(Entries taken from a collection)
####
mod commands;

use std::process::ExitCode;

use clap::{Parser, Subcommand};
use console::style;
use tracing_subscriber::EnvFilter;

#[derive(Parser)]
#[command(name = "tidemark")]
#[command(about = "Batch-tracked SQL migration runner", version)]
struct Cli {
    #[command(subcommand)]
    command: Commands,
}

#[derive(Subcommand)]
enum Commands {
    /// Apply every pending migration as a new batch
    Migrate,

    /// Revert the most recently applied batch
    Rollback,

    /// Roll back through the ledger, then re-apply everything
    Refresh,

    /// Drop every table in the database and migrate from scratch
    Fresh,

    /// Run the seed scripts, statement by statement
    Seed,
}

#[tokio::main]
async fn main() -> ExitCode {
    tracing_subscriber::fmt()
        .with_env_filter(
            EnvFilter::try_from_default_env()
                .unwrap_or_else(|_| EnvFilter::new("tidemark_migrate=info")),
        )
        .with_writer(std::io::stderr)
        .init();

    let cli = Cli::parse();
    let result = match cli.command {
        Commands::Migrate => commands::migrate::run().await,
        Commands::Rollback => commands::migrate::rollback().await,
        Commands::Refresh => commands::migrate::refresh().await,
        Commands::Fresh => commands::db::fresh().await,
        Commands::Seed => commands::db::seed().await,
    };

    match result {
        Ok(()) => ExitCode::SUCCESS,
        Err(err) => {
            eprintln!("{}", style(err).red());
            ExitCode::FAILURE
        }
    }
}

#[cfg(test)]
mod tests {
    use super::*;

    #[test]
    fn cli_definition_is_valid() {
        use clap::CommandFactory;
        Cli::command().debug_assert();
    }
}
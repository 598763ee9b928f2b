use console::style;
use tidemark_core::TidemarkError;

use super::build_migrator;

/// `tidemark migrate`: apply every pending unit as one new batch.
pub async fn run() -> Result<(), TidemarkError> {
    let migrator = build_migrator().await?;
    let result = migrator.migrate().await;
    migrator.close().await;
    let outcome = result?;

    if outcome.applied.is_empty() {
        println!("{}", style("Nothing to migrate").yellow());
    } else {
        for unit in &outcome.applied {
            println!("{}", style(format!("Migrated {}", unit)).green());
        }
        println!(
            "{}",
            style(format!(
                "Finished migrating batch {} ({} applied, {} already migrated)",
                outcome.batch,
                outcome.applied.len(),
                outcome.skipped
            ))
            .green()
        );
    }
    Ok(())
}

/// `tidemark rollback`: revert the most recent batch.
pub async fn rollback() -> Result<(), TidemarkError> {
    let migrator = build_migrator().await?;
    let result = migrator.rollback().await;
    migrator.close().await;
    let outcome = result?;

    if outcome.batch == 0 {
        println!("{}", style("No migrations to revert").yellow());
    } else {
        for unit in &outcome.reverted {
            println!("{}", style(format!("Rolled back {}", unit)).green());
        }
        println!(
            "{}",
            style(format!("Finished reverting batch {}", outcome.batch)).green()
        );
    }
    Ok(())
}

/// `tidemark refresh`: roll the ledger back, then re-apply everything.
pub async fn refresh() -> Result<(), TidemarkError> {
    let migrator = build_migrator().await?;
    let result = migrator.refresh().await;
    migrator.close().await;
    let outcome = result?;

    let reverted: usize = outcome.rollbacks.iter().map(|r| r.reverted.len()).sum();
    println!(
        "{}",
        style(format!("Reverted {} migration(s)", reverted)).yellow()
    );
    println!(
        "{}",
        style(format!(
            "Finished refreshing ({} re-applied as batch {})",
            outcome.migrate.applied.len(),
            outcome.migrate.batch
        ))
        .green()
    );
    Ok(())
}
//! Environment-sourced database configuration and driver selection.
//!
//! Configuration is read once at startup from `DB_*` variables; an
//! unrecognized driver alias is fatal before any engine operation runs.

use std::env;

use crate::error::TidemarkError;

/// Supported database backend families.
#[derive(Debug, Clone, Copy, PartialEq, Eq)]
pub enum DriverKind {
    MySql,
    Postgres,
}

impl DriverKind {
    /// Resolve a driver name through the alias table, case-insensitively.
    ///
    /// Returns `None` for anything outside the recognized set.
    pub fn from_alias(alias: &str) -> Option<Self> {
        match alias.to_ascii_lowercase().as_str() {
            "mysql" => Some(DriverKind::MySql),
            "pg" | "psql" | "postgre" | "postgresql" => Some(DriverKind::Postgres),
            _ => None,
        }
    }

    /// Conventional server port for the backend family.
    pub fn default_port(&self) -> u16 {
        match self {
            DriverKind::MySql => 3306,
            DriverKind::Postgres => 5432,
        }
    }

    pub fn as_str(&self) -> &'static str {
        match self {
            DriverKind::MySql => "mysql",
            DriverKind::Postgres => "postgres",
        }
    }
}

impl Default for DriverKind {
    fn default() -> Self {
        DriverKind::MySql
    }
}

/// Connection settings for a single invocation.
#[derive(Debug, Clone)]
pub struct DatabaseConfig {
    pub driver: DriverKind,
    pub host: String,
    pub port: u16,
    pub user: Option<String>,
    pub password: Option<String>,
    pub database: Option<String>,
}

impl DatabaseConfig {
    /// Build a configuration from `DB_DRIVER`, `DB_HOST`, `DB_PORT`,
    /// `DB_USER`, `DB_PASSWORD` (`DB_PASS` accepted as a fallback
    /// spelling), and `DB_NAME`.
    pub fn from_env() -> Result<Self, TidemarkError> {
        let driver = match env::var("DB_DRIVER") {
            Ok(raw) => DriverKind::from_alias(&raw).ok_or_else(|| {
                TidemarkError::Configuration(format!("unsupported database driver '{}'", raw))
            })?,
            Err(_) => DriverKind::default(),
        };

        let host = env::var("DB_HOST").unwrap_or_else(|_| "localhost".to_string());

        let port = match env::var("DB_PORT") {
            Ok(raw) => raw.parse::<u16>().map_err(|_| {
                TidemarkError::Configuration(format!("invalid DB_PORT value '{}'", raw))
            })?,
            Err(_) => driver.default_port(),
        };

        Ok(Self {
            driver,
            host,
            port,
            user: env::var("DB_USER").ok(),
            password: env::var("DB_PASSWORD")
                .ok()
                .or_else(|| env::var("DB_PASS").ok()),
            database: env::var("DB_NAME").ok(),
        })
    }
}

#[cfg(test)]
mod tests {
    use super::*;
    use serial_test::serial;

    const VARS: &[&str] = &[
        "DB_DRIVER", "DB_HOST", "DB_PORT", "DB_USER", "DB_PASSWORD", "DB_PASS", "DB_NAME",
    ];

    fn clear_env() {
        for var in VARS {
            env::remove_var(var);
        }
    }

    #[test]
    fn alias_table_is_case_insensitive() {
        assert_eq!(DriverKind::from_alias("mysql"), Some(DriverKind::MySql));
        assert_eq!(DriverKind::from_alias("MySQL"), Some(DriverKind::MySql));
        assert_eq!(DriverKind::from_alias("pg"), Some(DriverKind::Postgres));
        assert_eq!(DriverKind::from_alias("PSQL"), Some(DriverKind::Postgres));
        assert_eq!(DriverKind::from_alias("postgre"), Some(DriverKind::Postgres));
        assert_eq!(
            DriverKind::from_alias("PostgreSQL"),
            Some(DriverKind::Postgres)
        );
        assert_eq!(DriverKind::from_alias("sqlite"), None);
        assert_eq!(DriverKind::from_alias(""), None);
    }

    #[test]
    #[serial]
    fn defaults_when_env_is_empty() {
        clear_env();
        let config = DatabaseConfig::from_env().unwrap();
        assert_eq!(config.driver, DriverKind::MySql);
        assert_eq!(config.host, "localhost");
        assert_eq!(config.port, 3306);
        assert!(config.user.is_none());
        assert!(config.password.is_none());
        assert!(config.database.is_none());
    }

    #[test]
    #[serial]
    fn postgres_alias_switches_default_port() {
        clear_env();
        env::set_var("DB_DRIVER", "psql");
        let config = DatabaseConfig::from_env().unwrap();
        assert_eq!(config.driver, DriverKind::Postgres);
        assert_eq!(config.port, 5432);
        clear_env();
    }

    #[test]
    #[serial]
    fn explicit_port_overrides_default() {
        clear_env();
        env::set_var("DB_DRIVER", "pg");
        env::set_var("DB_PORT", "6543");
        let config = DatabaseConfig::from_env().unwrap();
        assert_eq!(config.port, 6543);
        clear_env();
    }

    #[test]
    #[serial]
    fn unknown_driver_alias_is_fatal() {
        clear_env();
        env::set_var("DB_DRIVER", "oracle");
        let err = DatabaseConfig::from_env().unwrap_err();
        assert!(matches!(err, TidemarkError::Configuration(_)));
        clear_env();
    }

    #[test]
    #[serial]
    fn malformed_port_is_fatal() {
        clear_env();
        env::set_var("DB_PORT", "not-a-port");
        let err = DatabaseConfig::from_env().unwrap_err();
        assert!(matches!(err, TidemarkError::Configuration(_)));
        clear_env();
    }

    #[test]
    #[serial]
    fn db_pass_is_accepted_as_password_fallback() {
        clear_env();
        env::set_var("DB_PASS", "secret");
        let config = DatabaseConfig::from_env().unwrap();
        assert_eq!(config.password.as_deref(), Some("secret"));

        env::set_var("DB_PASSWORD", "preferred");
        let config = DatabaseConfig::from_env().unwrap();
        assert_eq!(config.password.as_deref(), Some("preferred"));
        clear_env();
    }
}
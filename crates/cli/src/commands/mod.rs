pub mod db;
pub mod migrate;

use tidemark_core::{DatabaseConfig, TidemarkError};
use tidemark_migrate::{driver, Migrator, ScriptStore, SeedStore};

pub const MIGRATIONS_DIR: &str = "migrations";
pub const SEEDERS_DIR: &str = "seeders";

/// Resolve configuration, open the backend connection and assemble the
/// engine. Configuration failures are fatal before any database work.
pub(crate) async fn build_migrator() -> Result<Migrator, TidemarkError> {
    let config = DatabaseConfig::from_env()?;
    let driver = driver::connect(&config).await?;
    Ok(Migrator::new(
        driver,
        ScriptStore::new(MIGRATIONS_DIR),
        SeedStore::new(SEEDERS_DIR),
    ))
}
//! MySQL-family driver implementation on sqlx.

use async_trait::async_trait;
use sqlx::mysql::{MySqlConnectOptions, MySqlPool, MySqlPoolOptions, MySqlRow};
use sqlx::Row;
use tidemark_core::DatabaseConfig;

use super::{Driver, SqlDialect, SqlRow, SqlValue};
use crate::error::{MigrateError, MigrateResult};

pub struct MySqlDriver {
    pool: MySqlPool,
}

impl MySqlDriver {
    /// Connect with a single-connection pool so session-scoped statements
    /// (`SET FOREIGN_KEY_CHECKS`) bind to the connection every subsequent
    /// statement uses.
    pub async fn connect(config: &DatabaseConfig) -> MigrateResult<Self> {
        let mut options = MySqlConnectOptions::new()
            .host(&config.host)
            .port(config.port);
        if let Some(user) = &config.user {
            options = options.username(user);
        }
        if let Some(password) = &config.password {
            options = options.password(password);
        }
        if let Some(database) = &config.database {
            options = options.database(database);
        }

        let pool = MySqlPoolOptions::new()
            .max_connections(1)
            .connect_with(options)
            .await
            .map_err(|e| MigrateError::Connection(format!("failed to connect to MySQL: {}", e)))?;

        Ok(Self { pool })
    }
}

fn decode_row(row: &MySqlRow) -> MigrateResult<SqlRow> {
    let mut values = Vec::with_capacity(row.columns().len());
    for index in 0..row.columns().len() {
        values.push(decode_column(row, index)?);
    }
    Ok(SqlRow::new(values))
}

fn decode_column(row: &MySqlRow, index: usize) -> MigrateResult<SqlValue> {
    if let Ok(value) = row.try_get::<i64, _>(index) {
        return Ok(SqlValue::Int(value));
    }
    if let Ok(value) = row.try_get::<u64, _>(index) {
        return Ok(SqlValue::Int(value as i64));
    }
    if let Ok(value) = row.try_get::<i32, _>(index) {
        return Ok(SqlValue::Int(value.into()));
    }
    row.try_get::<String, _>(index)
        .map(SqlValue::Text)
        .map_err(|e| MigrateError::Execution(format!("unsupported column type at {}: {}", index, e)))
}

#[async_trait]
impl Driver for MySqlDriver {
    fn dialect(&self) -> SqlDialect {
        SqlDialect::MySql
    }

    async fn execute(&self, sql: &str) -> MigrateResult<u64> {
        let result = sqlx::query(sql)
            .execute(&self.pool)
            .await
            .map_err(|e| MigrateError::Execution(e.to_string()))?;
        Ok(result.rows_affected())
    }

    async fn execute_with(&self, sql: &str, params: &[SqlValue]) -> MigrateResult<u64> {
        let mut query = sqlx::query(sql);
        for param in params {
            query = match param {
                SqlValue::Int(value) => query.bind(value),
                SqlValue::Text(value) => query.bind(value),
            };
        }
        let result = query
            .execute(&self.pool)
            .await
            .map_err(|e| MigrateError::Execution(e.to_string()))?;
        Ok(result.rows_affected())
    }

    async fn fetch_rows(&self, sql: &str) -> MigrateResult<Vec<SqlRow>> {
        let rows = sqlx::query(sql)
            .fetch_all(&self.pool)
            .await
            .map_err(|e| MigrateError::Execution(e.to_string()))?;
        rows.iter().map(decode_row).collect()
    }

    async fn list_tables(&self) -> MigrateResult<Vec<String>> {
        let rows = sqlx::query("SHOW TABLES")
            .fetch_all(&self.pool)
            .await
            .map_err(|e| MigrateError::Execution(e.to_string()))?;
        rows.iter()
            .map(|row| {
                row.try_get::<String, _>(0)
                    .map_err(|e| MigrateError::Execution(e.to_string()))
            })
            .collect()
    }

    async fn drop_table(&self, table: &str) -> MigrateResult<()> {
        let quote = self.dialect().identifier_quote();
        self.execute(&format!("DROP TABLE {quote}{table}{quote}"))
            .await?;
        Ok(())
    }

    async fn set_constraint_checks(&self, enabled: bool) -> MigrateResult<()> {
        let flag = if enabled { 1 } else { 0 };
        self.execute(&format!("SET FOREIGN_KEY_CHECKS = {flag}"))
            .await?;
        Ok(())
    }

    async fn close(&self) {
        self.pool.close().await;
    }
}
####
ACTIVITY >> Restate, word for word and with nothing added, the lines from the beginning of the records above through the line that contains "for unit in &outcome.applied".

SOLUTION >>
mod commands;

use std::process::ExitCode;

use clap::{Parser, Subcommand};
use console::style;
use tracing_subscriber::EnvFilter;

#[derive(Parser)]
#[command(name = "tidemark")]
#[command(about = "Batch-tracked SQL migration runner", version)]
struct Cli {
    #[command(subcommand)]
    command: Commands,
}

#[derive(Subcommand)]
enum Commands {
    /// Apply every pending migration as a new batch
    Migrate,

    /// Revert the most recently applied batch
    Rollback,

    /// Roll back through the ledger, then re-apply everything
    Refresh,

    /// Drop every table in the database and migrate from scratch
    Fresh,

    /// Run the seed scripts, statement by statement
    Seed,
}

#[tokio::main]
async fn main() -> ExitCode {
    tracing_subscriber::fmt()
        .with_env_filter(
            EnvFilter::try_from_default_env()
                .unwrap_or_else(|_| EnvFilter::new("tidemark_migrate=info")),
        )
        .with_writer(std::io::stderr)
        .init();

    let cli = Cli::parse();
    let result = match cli.command {
        Commands::Migrate => commands::migrate::run().await,
        Commands::Rollback => commands::migrate::rollback().await,
        Commands::Refresh => commands::migrate::refresh().await,
        Commands::Fresh => commands::db::fresh().await,
        Commands::Seed => commands::db::seed().await,
    };

    match result {
        Ok(()) => ExitCode::SUCCESS,
        Err(err) => {
            eprintln!("{}", style(err).red());
            ExitCode::FAILURE
        }
    }
}

#[cfg(test)]
mod tests {
    use super::*;

    #[test]
    fn cli_definition_is_valid() {
        use clap::CommandFactory;
        Cli::command().debug_assert();
    }
}
repository 598763ee9b928f2b
use console::style;
use tidemark_core::TidemarkError;

use super::build_migrator;

/// `tidemark migrate`: apply every pending unit as one new batch.
pub async fn run() -> Result<(), TidemarkError> {
    let migrator = build_migrator().await?;
    let result = migrator.migrate().await;
    migrator.close().await;
    let outcome = result?;

    if outcome.applied.is_empty() {
        println!("{}", style("Nothing to migrate").yellow());
    } else {
        for unit in &outcome.applied {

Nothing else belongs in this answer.